**DIRECTIONS FOR THIS TASK:** Locate every line below that contains the word "store" and copy it.

>>>>>

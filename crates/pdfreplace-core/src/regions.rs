//! Match regions: merging raw search rectangles into line-level regions and
//! widening partial matches to the whole word.

use crate::casing::replace_case_insensitive;
use crate::geometry::BBox;
use crate::words::Word;

/// Minimum vertical overlap ratio (overlap / smaller height) for two
/// rectangles to count as the same visual line.
pub const SAME_LINE_OVERLAP_RATIO: f64 = 0.3;

/// Maximum vertical center distance, as a fraction of the smaller height,
/// for two rectangles to count as the same visual line.
pub const SAME_LINE_CENTER_RATIO: f64 = 0.8;

/// A rectangular area targeted for redaction and replacement.
#[derive(Debug, Clone, PartialEq)]
#[cfg_attr(feature = "serde", derive(serde::Serialize, serde::Deserialize))]
pub struct MatchRegion {
    /// Area to redact, top-left origin.
    pub rect: BBox,
    /// Text that was covered by the region (empty when unknown).
    pub original_text: String,
    /// Text to draw into the region.
    pub replacement_text: String,
}

fn on_same_line(a: &BBox, b: &BBox) -> bool {
    let min_h = a.height().min(b.height()).max(1.0);
    if a.vertical_overlap(b) / min_h >= SAME_LINE_OVERLAP_RATIO {
        return true;
    }
    (a.center_y() - b.center_y()).abs() < min_h * SAME_LINE_CENTER_RATIO
}

/// Merge rectangles that sit on the same visual line or overlap.
///
/// Input order does not matter: rectangles are sorted top-to-bottom then
/// left-to-right and each one is folded into the previous merged box when
/// they intersect or share a line. Every merged box is then padded by
/// `max(2, 0.15·h)` horizontally and `max(1, 0.08·h)` vertically.
pub fn merge_close_rects(rects: &[BBox]) -> Vec<BBox> {
    let mut sorted: Vec<BBox> = rects
        .iter()
        .copied()
        .filter(|r| r.width() > 0.0 || r.height() > 0.0)
        .collect();
    sorted.sort_by(|a, b| a.top.total_cmp(&b.top).then(a.x0.total_cmp(&b.x0)));

    let mut merged: Vec<BBox> = Vec::new();
    for rect in sorted {
        match merged.last_mut() {
            Some(last) if last.intersects(&rect) || on_same_line(last, &rect) => {
                *last = last.union(&rect);
            }
            _ => merged.push(rect),
        }
    }

    merged
        .into_iter()
        .map(|r| {
            let h = r.height();
            r.expand((h * 0.15).max(2.0), (h * 0.08).max(1.0))
        })
        .collect()
}

/// Result of widening a match to the word that contains it.
#[derive(Debug, Clone, PartialEq)]
pub struct WordExpansion {
    /// Padded bounding box of the whole word.
    pub rect: BBox,
    /// The full word as rendered.
    pub word_text: String,
    /// The word with the search text replaced.
    pub replaced_text: String,
}

/// Widen a match to the page word that contains it.
///
/// Only applies when `find_text` has no whitespace. The candidate word must
/// contain `find_text` (case-insensitive) and overlap `rect` with positive
/// area; the largest overlap wins and ties keep the earliest word.
pub fn expand_region_to_word(
    rect: &BBox,
    words: &[Word],
    find_text: &str,
    replace_text: &str,
) -> Option<WordExpansion> {
    let find = find_text.trim();
    if find.is_empty() || find.chars().any(char::is_whitespace) {
        return None;
    }
    let find_lower = find.to_lowercase();

    let mut best: Option<(&Word, f64)> = None;
    for word in words {
        if word.text.is_empty() || !word.text.to_lowercase().contains(&find_lower) {
            continue;
        }
        let area = word.bbox.intersection_area(rect);
        if area > best.map_or(0.0, |(_, a)| a) {
            best = Some((word, area));
        }
    }

    let (word, _) = best?;
    let h = word.bbox.height().max(1.0);
    Some(WordExpansion {
        rect: word.bbox.expand((h * 0.10).max(1.5), (h * 0.06).max(1.0)),
        word_text: word.text.clone(),
        replaced_text: replace_case_insensitive(&word.text, find, replace_text),
    })
}

#[cfg(test)]
mod tests {
    use super::*;

    fn word(text: &str, x0: f64, top: f64, x1: f64, bottom: f64) -> Word {
        Word {
            text: text.to_string(),
            bbox: BBox::new(x0, top, x1, bottom),
        }
    }

    #[test]
    fn test_same_line_fragments_merge() {
        let rects = [
            BBox::new(10.0, 100.0, 30.0, 112.0),
            BBox::new(80.0, 101.0, 120.0, 113.0),
        ];
        let merged = merge_close_rects(&rects);
        assert_eq!(merged.len(), 1);
        // h = 13, pad_x = max(2, 1.95) = 2, pad_y = max(1, 1.04) = 1.04
        let r = merged[0];
        assert!((r.x0 - 8.0).abs() < 1e-9);
        assert!((r.x1 - 122.0).abs() < 1e-9);
        assert!((r.top - 98.96).abs() < 1e-9);
        assert!((r.bottom - 114.04).abs() < 1e-9);
    }

    #[test]
    fn test_different_lines_stay_separate() {
        let rects = [
            BBox::new(10.0, 130.0, 40.0, 142.0),
            BBox::new(10.0, 100.0, 40.0, 112.0),
        ];
        let merged = merge_close_rects(&rects);
        assert_eq!(merged.len(), 2);
        assert!(merged[0].top < merged[1].top);
    }

    #[test]
    fn test_close_centers_merge_with_small_overlap() {
        // Overlap ratio 0.25 is too small, but the centers are 7.5 apart
        // which is under 0.8 * 10.
        let rects = [
            BBox::new(0.0, 0.0, 10.0, 10.0),
            BBox::new(20.0, 7.5, 30.0, 17.5),
        ];
        assert_eq!(merge_close_rects(&rects).len(), 1);
    }

    #[test]
    fn test_merge_empty() {
        assert!(merge_close_rects(&[]).is_empty());
    }

    #[test]
    fn test_expand_partial_match_to_word() {
        let words = [
            word("Hello", 10.0, 100.0, 40.0, 112.0),
            word("Arunesh", 50.0, 100.0, 92.0, 112.0),
        ];
        let rect = BBox::new(50.0, 100.0, 74.0, 112.0);
        let exp = expand_region_to_word(&rect, &words, "arun", "Varun").unwrap();
        assert_eq!(exp.word_text, "Arunesh");
        assert_eq!(exp.replaced_text, "Varunesh");
        // h = 12, pad_x = max(1.5, 1.2) = 1.5, pad_y = max(1, 0.72) = 1
        assert_eq!(exp.rect, BBox::new(48.5, 99.0, 93.5, 113.0));
    }

    #[test]
    fn test_expand_skips_whitespace_queries() {
        let words = [word("Jane", 10.0, 100.0, 40.0, 112.0)];
        let rect = BBox::new(10.0, 100.0, 40.0, 112.0);
        assert!(expand_region_to_word(&rect, &words, "Jane Doe", "x").is_none());
        assert!(expand_region_to_word(&rect, &words, "  ", "x").is_none());
    }

    #[test]
    fn test_expand_requires_positive_overlap() {
        let words = [word("Arunesh", 200.0, 100.0, 242.0, 112.0)];
        let rect = BBox::new(50.0, 100.0, 74.0, 112.0);
        assert!(expand_region_to_word(&rect, &words, "arun", "x").is_none());
    }

    #[test]
    fn test_expand_picks_largest_overlap() {
        let words = [
            word("arun1", 40.0, 100.0, 60.0, 112.0),
            word("arun2", 58.0, 100.0, 90.0, 112.0),
        ];
        let rect = BBox::new(55.0, 100.0, 85.0, 112.0);
        let exp = expand_region_to_word(&rect, &words, "ARUN", "x").unwrap();
        assert_eq!(exp.word_text, "arun2");
        assert_eq!(exp.replaced_text, "x2");
    }
}
//! The font resolution chain.
//!
//! For one match the resolver produces every usable font in priority
//! order. The fitter tries them in turn and stops at the first insertion
//! that succeeds, so a candidate only has to be plausible here, not
//! proven.
//!
//! Order: forced choice, embedded program, installed copy of the family,
//! custom directories, a generic installed face of the same bucket, the
//! embedded program again as a last resort, then the base-14 faces.

use std::path::{Path, PathBuf};

use lopdf::Document;
use pdfreplace_core::{
    BuiltinFace, BuiltinFamily, FamilyBucket, PdfError, classify_family, introduces_new_chars,
    is_computer_modern, is_subset_name, map_to_builtin, normalize_font_name,
};
use tracing::debug;

use super::dirs::FontDirs;
use super::locale::{bucket_font, computer_modern_font, locale_font, named_family_font};
use super::metrics::{GlyphMetrics, builtin_supports};
use super::store::{FontStore, UploadedFont, validate_uploads};
use super::FontSource;
use crate::config::EngineConfig;

/// One font the replacement can be drawn with.
#[derive(Debug, Clone, PartialEq, Eq)]
pub enum FontChoice {
    File { path: PathBuf, source: FontSource },
    Builtin(BuiltinFace),
}

impl FontChoice {
    pub fn source(&self) -> FontSource {
        match self {
            FontChoice::File { source, .. } => *source,
            FontChoice::Builtin(_) => FontSource::Builtin,
        }
    }

    /// File name of the program, or the base-14 name.
    pub fn label(&self) -> String {
        match self {
            FontChoice::File { path, .. } => path
                .file_name()
                .map(|n| n.to_string_lossy().into_owned())
                .unwrap_or_default(),
            FontChoice::Builtin(face) => face.pdf_name().to_string(),
        }
    }

    fn same_font(&self, other: &FontChoice) -> bool {
        match (self, other) {
            (FontChoice::File { path: a, .. }, FontChoice::File { path: b, .. }) => a == b,
            (FontChoice::Builtin(a), FontChoice::Builtin(b)) => a == b,
            _ => false,
        }
    }
}

/// What is known about the text being replaced.
#[derive(Debug, Clone, Copy, Default)]
pub struct FontRequest<'a> {
    /// Font name as found on the page, possibly empty.
    pub font_name: &'a str,
    pub bold: bool,
    pub italic: bool,
    pub original_text: &'a str,
    /// Replacement after case matching.
    pub replacement_text: &'a str,
    /// Caller-forced family (`serif`, `mono`, `Garamond`, ...).
    pub forced: Option<&'a str>,
}

/// A forced family alias that names a whole bucket.
fn forced_alias(choice: &str) -> Option<(FamilyBucket, BuiltinFamily)> {
    match choice {
        "serif" | "times" => Some((FamilyBucket::Serif, BuiltinFamily::Times)),
        "sans" | "helvetica" | "arial" => Some((FamilyBucket::Sans, BuiltinFamily::Helvetica)),
        "mono" | "courier" => Some((FamilyBucket::Mono, BuiltinFamily::Courier)),
        "cm" | "computer modern" | "computer-modern" => {
            Some((FamilyBucket::ComputerModern, BuiltinFamily::Times))
        }
        _ => None,
    }
}

/// Lower-cased forced choice, with `auto` and blanks meaning none.
fn forced_key(forced: Option<&str>) -> Option<String> {
    let key = forced?.trim().to_lowercase();
    (!key.is_empty() && key != "auto").then_some(key)
}

/// Ordered candidates, deduplicated by font.
struct Chain<'m> {
    metrics: &'m mut GlyphMetrics,
    text: &'m str,
    choices: Vec<FontChoice>,
}

impl Chain<'_> {
    fn push(&mut self, choice: FontChoice) {
        if !self.choices.iter().any(|c| c.same_font(&choice)) {
            self.choices.push(choice);
        }
    }

    /// Add a file only if it can render the replacement.
    fn push_covering(&mut self, path: PathBuf, source: FontSource) {
        if self.metrics.supports(&path, self.text) {
            debug!(source = %source, font = %path.display(), "font candidate");
            self.push(FontChoice::File { path, source });
        } else {
            debug!(source = %source, font = %path.display(), "font lacks glyphs, skipped");
        }
    }
}

/// Pass-scoped font resolution state: the temporary store, the scanned
/// custom directories and the metrics cache.
#[derive(Debug)]
pub struct FontResolver<'a> {
    config: &'a EngineConfig,
    dirs: FontDirs,
    store: FontStore,
    metrics: GlyphMetrics,
}

impl<'a> FontResolver<'a> {
    /// Validate and store `uploads`, then scan the custom directories.
    pub fn new(config: &'a EngineConfig, uploads: &[UploadedFont]) -> Result<Self, PdfError> {
        validate_uploads(uploads)?;
        let mut store = FontStore::new()?;
        store.add_uploads(uploads)?;
        let dirs = FontDirs::new(store.uploaded_dir(), config);
        Ok(Self {
            config,
            dirs,
            store,
            metrics: GlyphMetrics::new(),
        })
    }

    /// Index `doc`'s own embedded fonts so fonts this pass inserts are
    /// never mistaken for them.
    pub fn snapshot_embedded(&mut self, doc: &Document) {
        self.store.snapshot_embedded(doc);
    }

    pub fn metrics(&mut self) -> &mut GlyphMetrics {
        &mut self.metrics
    }

    pub fn dirs(&self) -> &FontDirs {
        &self.dirs
    }

    /// Every candidate for `request`, best first. Never empty: the last
    /// entry is always a base-14 face.
    pub fn candidates(&mut self, doc: &Document, request: &FontRequest<'_>) -> Vec<FontChoice> {
        let normalized = normalize_font_name(request.font_name);
        let (bold, italic) = (request.bold, request.italic);
        let forced = forced_key(request.forced);

        let embedded = if request.font_name.trim().is_empty() {
            None
        } else {
            self.store.embedded_font(doc, request.font_name)
        };

        let mut chain = Chain {
            metrics: &mut self.metrics,
            text: request.replacement_text,
            choices: Vec::new(),
        };

        if let Some(choice) = forced.as_deref() {
            match forced_font(choice, bold, italic, self.config, &self.dirs) {
                Some(path) => {
                    debug!(choice, font = %path.display(), "forced font");
                    chain.push(FontChoice::File {
                        path,
                        source: FontSource::Forced,
                    });
                }
                None => debug!(choice, "forced font not installed"),
            }
        }

        let subset_gap = is_subset_name(request.font_name)
            && introduces_new_chars(request.original_text, request.replacement_text);
        if let Some(path) = embedded.clone() {
            if subset_gap {
                debug!(font = request.font_name, "subset font lacks new chars, embedded skipped");
            } else {
                chain.push_covering(path, FontSource::Embedded);
            }
        }

        let mut generic = None;
        if is_computer_modern(request.font_name) {
            let bucket = classify_family(&normalized);
            if let Some((path, source)) =
                computer_modern_file(bucket, bold, italic, self.config, &self.dirs)
            {
                chain.push_covering(path, source);
            }
        }
        if let Some(found) = locale_font(&normalized, bold, italic, &self.config.system_font_roots) {
            if found.exact_family {
                chain.push_covering(found.path, FontSource::LocaleSystem);
            } else {
                generic = Some(found.path);
            }
        }

        if let Some((path, source)) = self.dirs.find(&normalized, bold, italic) {
            chain.push_covering(path, source);
        }

        if let Some(path) = generic {
            chain.push_covering(path, FontSource::LocaleSystem);
        }

        if !builtin_supports(request.replacement_text) {
            if let Some(path) = embedded {
                chain.push(FontChoice::File {
                    path,
                    source: FontSource::Embedded,
                });
            }
        }

        if let Some((_, family)) = forced.as_deref().and_then(forced_alias) {
            chain.push(FontChoice::Builtin(BuiltinFace::from_parts(family, bold, italic)));
        }
        for face in builtin_faces(request.font_name, &normalized, bold, italic) {
            chain.push(FontChoice::Builtin(face));
        }
        chain.choices
    }
}

/// The base-14 fallbacks: the page's own font when it is a base-14 name,
/// its nearest family, then Helvetica.
fn builtin_faces(raw: &str, normalized: &str, bold: bool, italic: bool) -> Vec<BuiltinFace> {
    let mut faces = Vec::with_capacity(3);
    if let Some(face) = BuiltinFace::from_pdf_name(raw) {
        faces.push(face);
    }
    if let Some(face) = map_to_builtin(normalized, bold, italic) {
        faces.push(face);
    }
    faces.push(BuiltinFace::default_sans());
    faces
}

/// Resolve a forced family to a file. Bucket aliases use the platform
/// tables; any other name is looked up in the custom directories, then as
/// a named installed family.
fn forced_font(
    choice: &str,
    bold: bool,
    italic: bool,
    config: &EngineConfig,
    dirs: &FontDirs,
) -> Option<PathBuf> {
    let roots = &config.system_font_roots;
    match forced_alias(choice) {
        Some((FamilyBucket::ComputerModern, _)) => {
            computer_modern_file(FamilyBucket::ComputerModern, bold, italic, config, dirs)
                .map(|(path, _)| path)
        }
        Some((bucket, _)) => named_family_font(choice, bold, italic, roots)
            .or_else(|| bucket_font(bucket, bold, italic, roots)),
        None => {
            let normalized = normalize_font_name(choice);
            dirs.find(&normalized, bold, italic)
                .map(|(path, _)| path)
                .or_else(|| named_family_font(&normalized, bold, italic, roots))
        }
    }
}

/// Locate Computer Modern in the custom directories, the TeX trees and the
/// system font roots, in that order.
fn computer_modern_file(
    bucket: FamilyBucket,
    bold: bool,
    italic: bool,
    config: &EngineConfig,
    dirs: &FontDirs,
) -> Option<(PathBuf, FontSource)> {
    let custom: Vec<&Path> = dirs.paths().collect();
    if let Some(path) = computer_modern_font(bucket, bold, italic, &custom) {
        let source = dirs.source_of(&path).unwrap_or(FontSource::LocaleSystem);
        return Some((path, source));
    }
    computer_modern_font(bucket, bold, italic, &config.computer_modern_dirs)
        .or_else(|| computer_modern_font(bucket, bold, italic, &config.system_font_roots))
        .map(|path| (path, FontSource::LocaleSystem))
}
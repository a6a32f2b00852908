//! End-to-end replacement passes over generated documents.

mod common;

use common::{PdfBuilder, TextLine, host_ttf, page_texts, simple_pdf};
use pdfreplace::{
    Color, EngineConfig, FontSource, Pdf, PdfError, ReplaceRequest, Scope, UploadedFont,
    replace_text,
};

fn isolated() -> EngineConfig {
    EngineConfig::isolated(Vec::new())
}

#[test]
fn replaces_every_occurrence_across_pages() {
    let bytes = simple_pdf(&["Dear Jane Doe,", "Regards to Jane Doe", "Nothing here"]);
    let summary = replace_text(
        &bytes,
        &ReplaceRequest::new("jane doe", "john smith"),
        &isolated(),
    )
    .unwrap();

    assert_eq!(summary.replacements, 2);
    let texts = page_texts(&summary.bytes);
    assert!(texts[0].contains("John Smith"), "{texts:?}");
    assert!(texts[1].contains("John Smith"), "{texts:?}");
    assert!(texts.iter().all(|t| !t.contains("Jane")));
    assert_eq!(texts[2], "Nothing here");
}

#[test]
fn casing_follows_the_original() {
    let bytes = PdfBuilder::new()
        .font("F1", "Helvetica-Bold")
        .page(vec![TextLine::new("RESUME", "F1", 18.0, 72.0, 700.0)])
        .build();
    let summary =
        replace_text(&bytes, &ReplaceRequest::new("resume", "summary"), &isolated()).unwrap();
    assert!(page_texts(&summary.bytes)[0].contains("SUMMARY"));

    let diag = summary.diagnostics.unwrap();
    assert_eq!(diag.detected_font, "Helvetica-Bold");
    assert!(diag.detected_bold);
    assert_eq!(diag.used_font, "Helvetica-Bold");
}

#[test]
fn tightly_led_neighbour_line_survives() {
    let bytes = PdfBuilder::new()
        .font("F1", "Helvetica")
        .page(vec![
            TextLine::new("Name: Alice", "F1", 12.0, 72.0, 700.0),
            TextLine::new("Other words here", "F1", 12.0, 72.0, 688.0),
        ])
        .build();
    let summary =
        replace_text(&bytes, &ReplaceRequest::new("Alice", "Bobby"), &isolated()).unwrap();
    assert_eq!(summary.replacements, 1);

    let text = &page_texts(&summary.bytes)[0];
    assert!(text.contains("Bobby"), "{text:?}");
    assert!(text.contains("Other words here"), "{text:?}");
    assert!(!text.contains("Alice"));
}

#[test]
fn partial_word_expands_to_whole_word() {
    let bytes = simple_pdf(&["Please see the attached invoices today"]);
    let summary =
        replace_text(&bytes, &ReplaceRequest::new("invoice", "receipt"), &isolated()).unwrap();
    let text = &page_texts(&summary.bytes)[0];
    assert!(text.contains("receipts"), "{text:?}");
    assert!(!text.contains("invoice"));
}

#[test]
fn unknown_family_falls_back_to_builtin() {
    let bytes = PdfBuilder::new()
        .font("F1", "ABCDEF+Montserrat-Italic")
        .page(vec![TextLine::new("Project Falcon", "F1", 14.0, 72.0, 700.0)])
        .build();
    let summary =
        replace_text(&bytes, &ReplaceRequest::new("Falcon", "Heron"), &isolated()).unwrap();
    assert_eq!(summary.replacements, 1);

    let diag = summary.diagnostics.unwrap();
    assert_eq!(diag.detected_font, "ABCDEF+Montserrat-Italic");
    assert!(diag.detected_italic);
    assert_eq!(diag.used_source, FontSource::Builtin);
    assert_eq!(diag.used_font, "Helvetica");
    assert!(page_texts(&summary.bytes)[0].contains("Heron"));
}

#[test]
fn colour_is_preserved() {
    let blue = [0.0, 0.0, 1.0];
    let bytes = PdfBuilder::new()
        .font("F1", "Times-Roman")
        .page(vec![
            TextLine::new("Status: draft", "F1", 12.0, 72.0, 700.0).colored(blue),
        ])
        .build();
    let summary =
        replace_text(&bytes, &ReplaceRequest::new("draft", "final"), &isolated()).unwrap();

    let pdf = Pdf::open(&summary.bytes).unwrap();
    let page = pdf.page(0).unwrap();
    let final_chars: Vec<_> = page
        .chars()
        .iter()
        .filter(|c| "final".contains(c.text.as_str()) && !c.is_blank())
        .collect();
    assert!(!final_chars.is_empty());
    assert!(final_chars.iter().all(|c| c.color == Color::new(0.0, 0.0, 1.0)));
}

#[test]
fn range_scope_and_validation() {
    let bytes = simple_pdf(&["code A", "code B", "code C"]);
    let request = ReplaceRequest::new("code", "key").with_scope(
        Scope::parse("range", Some(2), Some(3)).unwrap(),
    );
    let summary = replace_text(&bytes, &request, &isolated()).unwrap();
    assert_eq!(summary.replacements, 2);
    let texts = page_texts(&summary.bytes);
    assert!(texts[0].contains("code"));
    assert!(texts[1].contains("key") && texts[2].contains("key"));

    let out_of_range = ReplaceRequest::new("code", "key").with_scope(Scope::Range {
        from_page: Some(1),
        to_page: Some(9),
    });
    let err = replace_text(&bytes, &out_of_range, &isolated()).unwrap_err();
    assert_eq!(err, PdfError::InvalidInput("toPage must be between 1 and 3".into()));
}

#[test]
fn failed_pass_reports_invalid_input() {
    let err = replace_text(b"%PDF-1.4 broken", &ReplaceRequest::new("a", "b"), &isolated())
        .unwrap_err();
    assert!(matches!(err, PdfError::InvalidInput(_)));

    let too_many: Vec<UploadedFont> = (0..21)
        .map(|i| UploadedFont::new(format!("f{i}.ttf"), vec![0]))
        .collect();
    let mut request = ReplaceRequest::new("code", "key");
    request.uploaded_fonts = too_many;
    let err = replace_text(&simple_pdf(&["code"]), &request, &isolated()).unwrap_err();
    assert_eq!(err.to_string(), "at most 20 font files are allowed");
}

#[test]
fn uploaded_font_is_preferred_over_builtin() {
    let Some(ttf) = host_ttf() else {
        return;
    };
    let data = std::fs::read(&ttf).unwrap();
    let family = ttf
        .file_stem()
        .and_then(|s| s.to_str())
        .unwrap()
        .to_string();

    let bytes = PdfBuilder::new()
        .font("F1", &family)
        .page(vec![TextLine::new("Hello World", "F1", 12.0, 72.0, 700.0)])
        .build();
    let request = ReplaceRequest::new("World", "Earth")
        .with_uploaded_font(UploadedFont::new(format!("{family}.ttf"), data));
    let summary = replace_text(&bytes, &request, &isolated()).unwrap();

    let diag = summary.diagnostics.unwrap();
    assert_eq!(diag.used_source, FontSource::CustomUploaded);
    assert!(diag.used_font.ends_with(".ttf"));
    assert!(Pdf::open(&summary.bytes).is_ok());
}

#[test]
fn letter_spaced_heading_keeps_its_width() {
    let bytes = PdfBuilder::new()
        .font("F1", "Helvetica")
        .page(vec![
            TextLine::new("JANE", "F1", 24.0, 100.0, 700.0).spaced(3.0),
        ])
        .build();
    let before = Pdf::open(&bytes).unwrap().page(0).unwrap();
    let original_width = {
        let chars = before.chars();
        chars.last().unwrap().bbox.x1 - chars[0].bbox.x0
    };

    let summary =
        replace_text(&bytes, &ReplaceRequest::new("JANE", "JILL"), &isolated()).unwrap();
    let after = Pdf::open(&summary.bytes).unwrap().page(0).unwrap();
    let chars: Vec<_> = after.chars().iter().filter(|c| !c.is_blank()).collect();
    assert_eq!(
        chars.iter().map(|c| c.text.as_str()).collect::<String>(),
        "JILL"
    );
    let new_width = chars.last().unwrap().bbox.x1 - chars[0].bbox.x0;
    // Set as one string, JILL would be about 45pt wide.
    assert!(new_width > original_width * 0.9, "{new_width} vs {original_width}");
}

<<<<<

**EXERCISE OUTPUT:**
use super::store::{FontStore, UploadedFont, validate_uploads};
/// Pass-scoped font resolution state: the temporary store, the scanned
    store: FontStore,
    /// Validate and store `uploads`, then scan the custom directories.
        let mut store = FontStore::new()?;
        store.add_uploads(uploads)?;
        let dirs = FontDirs::new(store.uploaded_dir(), config);
            store,
        self.store.snapshot_embedded(doc);
            self.store.embedded_font(doc, request.font_name)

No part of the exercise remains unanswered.